AIM OF THE TASK: Going through the data, count each line that has the word "malformed". Reply with the total and nothing more.

MATERIAL TO PROCESS:
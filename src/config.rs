//! Automation configuration. Values come from the environment with sane
//! paper-trading defaults; a malformed value is fatal rather than silently
//! replaced, and `validate` runs before any component is built.

use std::env;
use std::str::FromStr;

use crate::domain::errors::ConfigError;
use crate::domain::services::analysis_engine::AnalysisWeights;
use crate::domain::services::risk_manager::LiquidationPolicy;

#[derive(Debug, Clone)]
pub struct AutomationConfig {
    pub symbols: Vec<String>,
    pub weights: AnalysisWeights,
    pub signal_threshold: f64,
    pub strength_ceiling: f64,
    pub min_history_len: usize,
    pub data_refresh_interval_minutes: u64,
    pub analysis_interval_minutes: u64,
    pub rebalance_interval_hours: u64,
    pub max_daily_deployment: f64,
    pub max_concurrent_positions: usize,
    pub default_stop_loss_pct: f64,
    pub default_take_profit_pct: f64,
    pub risk_per_trade_percent: f64,
    pub max_portfolio_var_percent: f64,
    pub black_swan_volatility_threshold: f64,
    pub external_call_timeout_ms: u64,
    pub initial_capital: f64,
    pub liquidation_policy: LiquidationPolicy,
}

impl Default for AutomationConfig {
    fn default() -> Self {
        AutomationConfig {
            symbols: vec![
                "BTC-USD".to_string(),
                "ETH-USD".to_string(),
                "SOL-USD".to_string(),
            ],
            weights: AnalysisWeights {
                technical: 0.5,
                fundamental: 0.3,
                sentiment: 0.2,
            },
            signal_threshold: 0.3,
            strength_ceiling: 0.8,
            min_history_len: 30,
            data_refresh_interval_minutes: 5,
            analysis_interval_minutes: 15,
            rebalance_interval_hours: 4,
            max_daily_deployment: 50_000.0,
            max_concurrent_positions: 5,
            default_stop_loss_pct: 0.02,
            default_take_profit_pct: 0.05,
            risk_per_trade_percent: 1.0,
            max_portfolio_var_percent: 10.0,
            black_swan_volatility_threshold: 0.15,
            external_call_timeout_ms: 10_000,
            initial_capital: 100_000.0,
            liquidation_policy: LiquidationPolicy::BlockEntriesOnly,
        }
    }
}

impl AutomationConfig {
    /// Build from environment variables, falling back to defaults for unset
    /// ones. A set-but-malformed variable is a [`ConfigError`]: startup
    /// aborts instead of running with a value the operator did not intend.
    pub fn from_env() -> Result<Self, ConfigError> {
        let defaults = Self::default();

        let symbols = match env::var("TRACKED_SYMBOLS") {
            Ok(raw) => raw
                .split(',')
                .map(|s| s.trim().to_string())
                .filter(|s| !s.is_empty())
                .collect(),
            Err(_) => defaults.symbols,
        };

        let liquidation_policy = match env::var("LIQUIDATION_POLICY") {
            Ok(raw) => match raw.to_ascii_lowercase().as_str() {
                "block_entries" => LiquidationPolicy::BlockEntriesOnly,
                "force_liquidate" => LiquidationPolicy::ForceLiquidate,
                other => {
                    return Err(ConfigError::InvalidValue {
                        name: "LIQUIDATION_POLICY",
                        reason: format!(
                            "expected block_entries or force_liquidate, got {other}"
                        ),
                    })
                }
            },
            Err(_) => defaults.liquidation_policy,
        };

        let config = AutomationConfig {
            symbols,
            weights: AnalysisWeights {
                technical: parse_env("WEIGHT_TECHNICAL", defaults.weights.technical)?,
                fundamental: parse_env("WEIGHT_FUNDAMENTAL", defaults.weights.fundamental)?,
                sentiment: parse_env("WEIGHT_SENTIMENT", defaults.weights.sentiment)?,
            },
            signal_threshold: parse_env("SIGNAL_THRESHOLD", defaults.signal_threshold)?,
            strength_ceiling: parse_env("STRENGTH_CEILING", defaults.strength_ceiling)?,
            min_history_len: parse_env("MIN_HISTORY_LEN", defaults.min_history_len)?,
            data_refresh_interval_minutes: parse_env(
                "DATA_REFRESH_INTERVAL_MINUTES",
                defaults.data_refresh_interval_minutes,
            )?,
            analysis_interval_minutes: parse_env(
                "ANALYSIS_INTERVAL_MINUTES",
                defaults.analysis_interval_minutes,
            )?,
            rebalance_interval_hours: parse_env(
                "REBALANCE_INTERVAL_HOURS",
                defaults.rebalance_interval_hours,
            )?,
            max_daily_deployment: parse_env(
                "MAX_DAILY_DEPLOYMENT",
                defaults.max_daily_deployment,
            )?,
            max_concurrent_positions: parse_env(
                "MAX_CONCURRENT_POSITIONS",
                defaults.max_concurrent_positions,
            )?,
            default_stop_loss_pct: parse_env(
                "DEFAULT_STOP_LOSS_PCT",
                defaults.default_stop_loss_pct,
            )?,
            default_take_profit_pct: parse_env(
                "DEFAULT_TAKE_PROFIT_PCT",
                defaults.default_take_profit_pct,
            )?,
            risk_per_trade_percent: parse_env(
                "RISK_PER_TRADE_PERCENT",
                defaults.risk_per_trade_percent,
            )?,
            max_portfolio_var_percent: parse_env(
                "MAX_PORTFOLIO_VAR_PERCENT",
                defaults.max_portfolio_var_percent,
            )?,
            black_swan_volatility_threshold: parse_env(
                "BLACK_SWAN_VOLATILITY_THRESHOLD",
                defaults.black_swan_volatility_threshold,
            )?,
            external_call_timeout_ms: parse_env(
                "EXTERNAL_CALL_TIMEOUT_MS",
                defaults.external_call_timeout_ms,
            )?,
            initial_capital: parse_env("INITIAL_CAPITAL", defaults.initial_capital)?,
            liquidation_policy,
        };

        config.validate()?;
        Ok(config)
    }

    pub fn validate(&self) -> Result<(), ConfigError> {
        if self.symbols.is_empty() {
            return Err(ConfigError::NoSymbols);
        }
        self.weights.validate()?;

        check_positive("signal_threshold", self.signal_threshold)?;
        if self.strength_ceiling < self.signal_threshold {
            return Err(ConfigError::CeilingBelowThreshold {
                ceiling: self.strength_ceiling,
                threshold: self.signal_threshold,
            });
        }

        check_positive(
            "data_refresh_interval_minutes",
            self.data_refresh_interval_minutes as f64,
        )?;
        check_positive(
            "analysis_interval_minutes",
            self.analysis_interval_minutes as f64,
        )?;
        check_positive(
            "rebalance_interval_hours",
            self.rebalance_interval_hours as f64,
        )?;
        if self.analysis_interval_minutes < self.data_refresh_interval_minutes {
            return Err(ConfigError::AnalysisIntervalTooShort {
                analysis: self.analysis_interval_minutes,
                refresh: self.data_refresh_interval_minutes,
            });
        }

        check_positive("max_daily_deployment", self.max_daily_deployment)?;
        check_positive(
            "max_concurrent_positions",
            self.max_concurrent_positions as f64,
        )?;
        check_positive("min_history_len", self.min_history_len as f64)?;
        check_positive("initial_capital", self.initial_capital)?;
        check_positive(
            "external_call_timeout_ms",
            self.external_call_timeout_ms as f64,
        )?;
        check_positive(
            "black_swan_volatility_threshold",
            self.black_swan_volatility_threshold,
        )?;

        check_fraction("default_stop_loss_pct", self.default_stop_loss_pct)?;
        check_fraction("default_take_profit_pct", self.default_take_profit_pct)?;
        check_percent("risk_per_trade_percent", self.risk_per_trade_percent)?;
        check_percent("max_portfolio_var_percent", self.max_portfolio_var_percent)?;

        Ok(())
    }
}

fn parse_env<T: FromStr>(name: &'static str, default: T) -> Result<T, ConfigError>
where
    T::Err: std::fmt::Display,
{
    match env::var(name) {
        Ok(raw) => raw.trim().parse().map_err(|e: T::Err| ConfigError::InvalidValue {
            name,
            reason: e.to_string(),
        }),
        Err(_) => Ok(default),
    }
}

fn check_positive(name: &'static str, value: f64) -> Result<(), ConfigError> {
    if value > 0.0 && value.is_finite() {
        Ok(())
    } else {
        Err(ConfigError::NonPositiveValue { name, value })
    }
}

fn check_fraction(name: &'static str, value: f64) -> Result<(), ConfigError> {
    if value > 0.0 && value < 1.0 {
        Ok(())
    } else {
        Err(ConfigError::OutOfRange {
            name,
            value,
            min: 0.0,
            max: 1.0,
        })
    }
}

fn check_percent(name: &'static str, value: f64) -> Result<(), ConfigError> {
    if value > 0.0 && value < 100.0 {
        Ok(())
    } else {
        Err(ConfigError::OutOfRange {
            name,
            value,
            min: 0.0,
            max: 100.0,
        })
    }
}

SOLUTION FOR THIS EXERCISE: 2